My proposed RFC for private expedited membarrier enforces that all
architectures perform the registration step. Using the "PRIVATE_EXPEDITED"
command without prior process registration returns an error on all
architectures. The goal here is to make all architectures behave in the
same way, and it allows us to rely on process registration to deal
with future arch-specific optimizations.

Adding the "core_sync" behavior could then be done for the next kernel
merge window. I'm currently foreseeing two possible ABI approaches to
expose it:

Approach 1:

Add MEMBARRIER_CMD_PRIVATE_EXPEDITED_SYNC_CORE and
MEMBARRIER_CMD_REGISTER_PRIVATE_EXPEDITED_SYNC_CORE commands. This
allows us to return their availability through MEMBARRIER_CMD_QUERY.

Approach 2:

Add a "MEMBARRIER_FLAG_SYNC_CORE" as flag parameter. It could be set
when issuing both MEMBARRIER_CMD_REGISTER_PRIVATE_EXPEDITED and
MEMBARRIER_CMD_PRIVATE_EXPEDITED, thus ensuring core serializing
behavior.

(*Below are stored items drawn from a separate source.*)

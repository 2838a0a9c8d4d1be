use crate::{error::SpotifyError, spotify::SpotifyClient, types::SavedTracksPage};

/// Items requested per saved-tracks page (Spotify maximum).
pub const SAVED_TRACKS_PAGE_SIZE: u32 = 50;

impl SpotifyClient {
    /// Collects the ids of every track in the user's library.
    ///
    /// Starts at `/me/tracks?limit=50` and follows the `next` link of each
    /// page until Spotify returns `null`. Pages are fetched one after another
    /// and ids keep page order, then item order. Duplicates are kept. Items
    /// without a track id (local files) are skipped.
    ///
    /// # Arguments
    ///
    /// * `token` - Access token with the `user-library-read` scope
    ///
    /// # Errors
    ///
    /// Any failed page aborts the listing; ids collected so far are dropped.
    /// If the cursor has not ended after `max_pages` pages the listing fails
    /// with [`SpotifyError::PageLimit`].
    ///
    /// # Example
    ///
    /// ```
    /// let ids = client.saved_track_ids(&token.access_token).await?;
    /// println!("{} saved tracks", ids.len());
    /// ```
    pub async fn saved_track_ids(&self, token: &str) -> Result<Vec<String>, SpotifyError> {
        let max_pages = self.config.max_pages;
        let mut ids = Vec::new();
        let mut next = Some(format!(
            "{uri}/me/tracks?limit={limit}",
            uri = self.config.api_url,
            limit = SAVED_TRACKS_PAGE_SIZE
        ));
        let mut pages = 0;

        while let Some(url) = next {
            if pages == max_pages {
                return Err(SpotifyError::PageLimit { max_pages });
            }

            let page: SavedTracksPage = self.get_json(&url, token).await?;
            pages += 1;

            tracing::debug!(
                page = pages,
                items = page.items.len(),
                total = ?page.total,
                "fetched saved tracks page"
            );
            ids.extend(
                page.items
                    .into_iter()
                    .filter_map(|item| item.track.and_then(|track| track.id)),
            );
            next = page.next;
        }

        Ok(ids)
    }
}
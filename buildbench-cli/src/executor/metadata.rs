//! Host Metadata
//!
//! Describes the machine and checkout a comparison ran on. Values that cannot
//! be read (non-Linux hosts, no git) are reported as "Unknown", 0 or absent.

use super::execution::ExecutionConfig;
use buildbench_report::{ReportMeta, SCHEMA_VERSION, SystemInfo};
use chrono::Utc;

const UNKNOWN: &str = "Unknown";

/// Report metadata for a comparison run with `config`
pub fn build_report_meta(config: &ExecutionConfig) -> ReportMeta {
    let total_kib = proc_value("/proc/meminfo", "MemTotal")
        .and_then(|v| v.split_whitespace().next()?.parse::<u64>().ok());

    let system = SystemInfo {
        os: std::env::consts::OS.to_string(),
        os_version: kernel_release().unwrap_or_else(|| UNKNOWN.to_string()),
        arch: std::env::consts::ARCH.to_string(),
        cpu: proc_value("/proc/cpuinfo", "model name").unwrap_or_else(|| UNKNOWN.to_string()),
        cpu_cores: std::thread::available_parallelism().map_or(1, |n| n.get() as u32),
        memory_gb: total_kib.map_or(0.0, |kib| kib as f64 / (1024.0 * 1024.0)),
    };

    ReportMeta {
        schema_version: SCHEMA_VERSION,
        version: env!("CARGO_PKG_VERSION").to_string(),
        timestamp: Utc::now(),
        git_commit: git_output(&["rev-parse", "HEAD"]),
        git_branch: git_output(&["rev-parse", "--abbrev-ref", "HEAD"]),
        system,
        config: config.report_config(),
    }
}

/// Trimmed stdout of a successful git invocation
fn git_output(args: &[&str]) -> Option<String> {
    let output = std::process::Command::new("git")
        .args(args)
        .stderr(std::process::Stdio::null())
        .output()
        .ok()?;
    if !output.status.success() {
        return None;
    }
    let text = String::from_utf8(output.stdout).ok()?;
    let text = text.trim();
    (!text.is_empty()).then(|| text.to_string())
}

/// Value of the first `key: value` line in a /proc file
fn proc_value(path: &str, key: &str) -> Option<String> {
    if !cfg!(target_os = "linux") {
        return None;
    }
    let content = std::fs::read_to_string(path).ok()?;
    parse_keyed_line(&content, key)
}

fn parse_keyed_line(content: &str, key: &str) -> Option<String> {
    content.lines().find_map(|line| {
        let (name, value) = line.split_once(':')?;
        (name.trim() == key).then(|| value.trim().to_string())
    })
}

fn kernel_release() -> Option<String> {
    if !cfg!(target_os = "linux") {
        return None;
    }
    std::fs::read_to_string("/proc/sys/kernel/osrelease")
        .ok()
        .map(|s| s.trim().to_string())
}

#[cfg(test)]
mod tests {
    use super::*;

    #[test]
    fn test_report_meta() {
        let meta = build_report_meta(&ExecutionConfig::default());
        assert_eq!(meta.schema_version, SCHEMA_VERSION);
        assert!(meta.system.cpu_cores >= 1);
        assert_eq!(meta.system.os, std::env::consts::OS);
        assert_eq!(meta.config.iterations, 3);
        assert!(meta.git_commit.as_deref().is_none_or(|c| !c.is_empty()));
    }

    #[test]
    fn test_parse_keyed_line() {
        let meminfo = "MemTotal:       16318480 kB\nMemFree:         1200000 kB\n";
        assert_eq!(parse_keyed_line(meminfo, "MemTotal").unwrap(), "16318480 kB");

        let cpuinfo = "processor\t: 0\nmodel name\t: AMD Ryzen 9 7950X 16-Core Processor\n";
        assert_eq!(
            parse_keyed_line(cpuinfo, "model name").unwrap(),
            "AMD Ryzen 9 7950X 16-Core Processor"
        );
        assert!(parse_keyed_line(cpuinfo, "flags").is_none());
    }
}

Querying whether core serialization is supported could
be done by issuing the MEMBARRIER_CMD_QUERY command with the
MEMBARRIER_FLAG_SYNC_CORE flag set.

Any other ideas ? Any approach seems better ?

>
> Also, can you elaborate on the PPC issue? PPC appears to track
> mm_cpumask more or less just like x86. Is the issue just that this
> tracking has no implied barriers? If so, how does TLB flush on ppc
> work? It really does seem impressive to me that an architecture can
> efficiently support munmap() but not an expedited private membarrier.

I'll leave this question to the PPC experts :)

Thanks,

Mathieu

>
> --Andy

--
Mathieu Desnoyers
EfficiOS Inc.
http://www.efficios.com